Y es que las elecciones que se celebrarán mañana domingo 14 de marzo, no son unas elecciones ordinarias. Por el contrario, son una oportunidad única para buscar la renovación y la depuración de una de las ramas más importantes del poder público: el legislativo.
Estos comicios se realizan luego de la crisis más grave que ha tenido el Congreso de la República de Colombia, quizás en toda su historia. El proceso de la parapolítica, que afectó casi a la  tercera parte del parlamento, el clientelismo, la corrupción, el desprestigio absoluto de esa rama del poder público, su obsecuencia frente el gobierno que termina, entre otros factores, le dan a estas elecciones parlamentarias una importancia inusitada y mayor a las de las anteriores.
El Congreso que resulte elegido el próximo domingo tendrá una gran responsabilidad con el país en el corto, mediano y largo plazo.
En primer lugar, le corresponderá, analizar, estudiar y aprobar una serie de proyectos de ley que el país requiere con urgencia, en una agenda aplazada en el último año por la incertidumbre política que generó el referendo reeleccionista.
Uno de esos temas, y debido a la emergencia social invocada por el gobierno, está el grave problema del sector de la salud que requiere una revisión integral y cambios a fondo. El país no soporta más pañitos de agua tibia frente a los graves problemas financieros, administrativos y técnicos que sufre el sector y que ha afectado el acceso real de la gran mayoría de los colombianos a unos servicios de manera oportuna y con calidad.
Además de la crisis de la salud, la agenda social incluye volver a establecer una serie de políticas públicas encaminadas a luchar contra la pobreza extrema y lógicamente contra el desempleo, el gran lunar en materia económica del presente gobierno.
Igualmente de complejo y urgente es el problema fiscal. Durante el gobierno del Presidente Uribe Vélez se aplazó una solución de fondo a la situación deficitaria de las finanzas públicas, a pesar de las constantes advertencias que sobre el tema realizó el entonces Contralor General de la República, Antonio Hernández Gamarra, y ratificada posteriormente por un estudio sobre el tema elaborado por una comisión de técnicos en la materia, escogidos por el propio gobierno y liderados por el exministro Rodrigo Botero Montoya, ex ministro de hacienda del Gobierno de López Michelsen.
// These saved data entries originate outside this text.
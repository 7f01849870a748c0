//! Threshold-band trust classification.
//!
//! Maps a suspicion score to a classification and confidence level via
//! ordered threshold bands. The bands partition 0..=100 with no gaps and
//! no overlaps, so every score has exactly one verdict:
//!
//! - above `fake_min`: Fake, high confidence
//! - above `medium_min`: Suspicious, medium confidence
//! - above `genuine_max`: Suspicious, low confidence
//! - otherwise: Genuine, high confidence

use super::{Classification, Confidence, TrustVerdict};
use crate::config::TrustThresholds;

/// Threshold-band classifier for suspicion scores.
///
/// Thresholds are expected to be validated (strictly ascending within
/// 0..=100) before construction; `DetectionConfig::validate` enforces
/// this for the engine pipeline.
#[derive(Debug, Clone)]
pub struct TrustClassifier {
    thresholds: TrustThresholds,
}

impl TrustClassifier {
    /// Creates a classifier over the given threshold bands.
    pub fn new(thresholds: TrustThresholds) -> Self {
        Self { thresholds }
    }

    /// Classifies a suspicion score into a trust band with confidence.
    pub fn classify(&self, score: u8) -> TrustVerdict {
        let t = self.thresholds;
        if score > t.fake_min {
            TrustVerdict {
                classification: Classification::Fake,
                confidence: Confidence::High,
            }
        } else if score > t.medium_min {
            TrustVerdict {
                classification: Classification::Suspicious,
                confidence: Confidence::Medium,
            }
        } else if score > t.genuine_max {
            TrustVerdict {
                classification: Classification::Suspicious,
                confidence: Confidence::Low,
            }
        } else {
            TrustVerdict {
                classification: Classification::Genuine,
                confidence: Confidence::High,
            }
        }
    }

    /// Returns the thresholds this classifier was built with.
    pub fn thresholds(&self) -> TrustThresholds {
        self.thresholds
    }
}

#[cfg(test)]
mod tests {
    use super::*;
    use crate::config::DetectionConfig;

    fn classifier() -> TrustClassifier {
        TrustClassifier::new(DetectionConfig::standard().thresholds)
    }

    #[test]
    fn low_scores_are_genuine() {
        let c = classifier();
        for score in [0, 10, 25] {
            let verdict = c.classify(score);
            assert_eq!(verdict.classification, Classification::Genuine);
            assert_eq!(verdict.confidence, Confidence::High);
        }
    }

    #[test]
    fn mid_scores_are_suspicious_low() {
        let c = classifier();
        for score in [26, 35, 45] {
            let verdict = c.classify(score);
            assert_eq!(verdict.classification, Classification::Suspicious);
            assert_eq!(verdict.confidence, Confidence::Low);
        }
    }

    #[test]
    fn upper_mid_scores_are_suspicious_medium() {
        let c = classifier();
        for score in [46, 60, 70] {
            let verdict = c.classify(score);
            assert_eq!(verdict.classification, Classification::Suspicious);
            assert_eq!(verdict.confidence, Confidence::Medium);
        }
    }

    #[test]
    fn high_scores_are_fake() {
        let c = classifier();
        for score in [71, 85, 100] {
            let verdict = c.classify(score);
            assert_eq!(verdict.classification, Classification::Fake);
            assert_eq!(verdict.confidence, Confidence::High);
        }
    }

    #[test]
    fn bands_partition_the_scale() {
        // Every score lands in exactly one band, and band changes happen
        // only at the configured thresholds.
        let c = classifier();
        let mut previous = c.classify(0);
        for score in 1..=100u8 {
            let verdict = c.classify(score);
            if verdict != previous {
                assert!(
                    score == 26 || score == 46 || score == 71,
                    "unexpected band change at score {score}"
                );
            }
            previous = verdict;
        }
    }

    #[test]
    fn compact_thresholds_shift_bands() {
        let c = TrustClassifier::new(DetectionConfig::compact().thresholds);
        assert_eq!(c.classify(61).classification, Classification::Fake);
        assert_eq!(c.classify(60).classification, Classification::Suspicious);
        assert_eq!(c.classify(36).classification, Classification::Suspicious);
        assert_eq!(c.classify(35).classification, Classification::Genuine);
    }
}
El problema fiscal sigue igual y su solución plantea una revisión del perfil del gasto público actual, entre la Nación, Departamentos y Municipios, como también al tema de los impuestos.
Al mismo nivel del problema fiscal está el tema de las transferencias de recursos de la Nación a los entes territoriales.
Para los departamentos del Cesar y la Guajira es urgente, además, una revisión del sistema actual de asignación de las regalías, principalmente el tema del escalonamiento que hoy opera en contra de los intereses de nuestro departamento.

La agenda económica es mucho más amplia, variada y compleja; comprende adicionalmente, el rezago que el país afronta en materia de infraestructura, que se ha convertido en un verdadero cuello de botella para el desarrollo nacional.
Además de todo lo anterior, y como hemos insistido hasta la saciedad, desde estas mismas páginas, el nuevo congreso deberá ejercer un verdadero control político y administrativo a las ejecutorias del gobierno que remplace al de Álvaro Uribe Vélez, con independencia, con asesoramiento técnico y pensando en los intereses del país.

De allí que se requieran en el parlamento personas con la debida formación académica, experiencia profesional, idoneidad, moralidad y carácter. Y por eso la gran responsabilidad de los electores de escoger bien por quién votar, pensando en los más altos intereses del país, por encima de cualquier otro tipo de consideraciones; los colombianos debemos elegir un congreso verdaderamente admirable.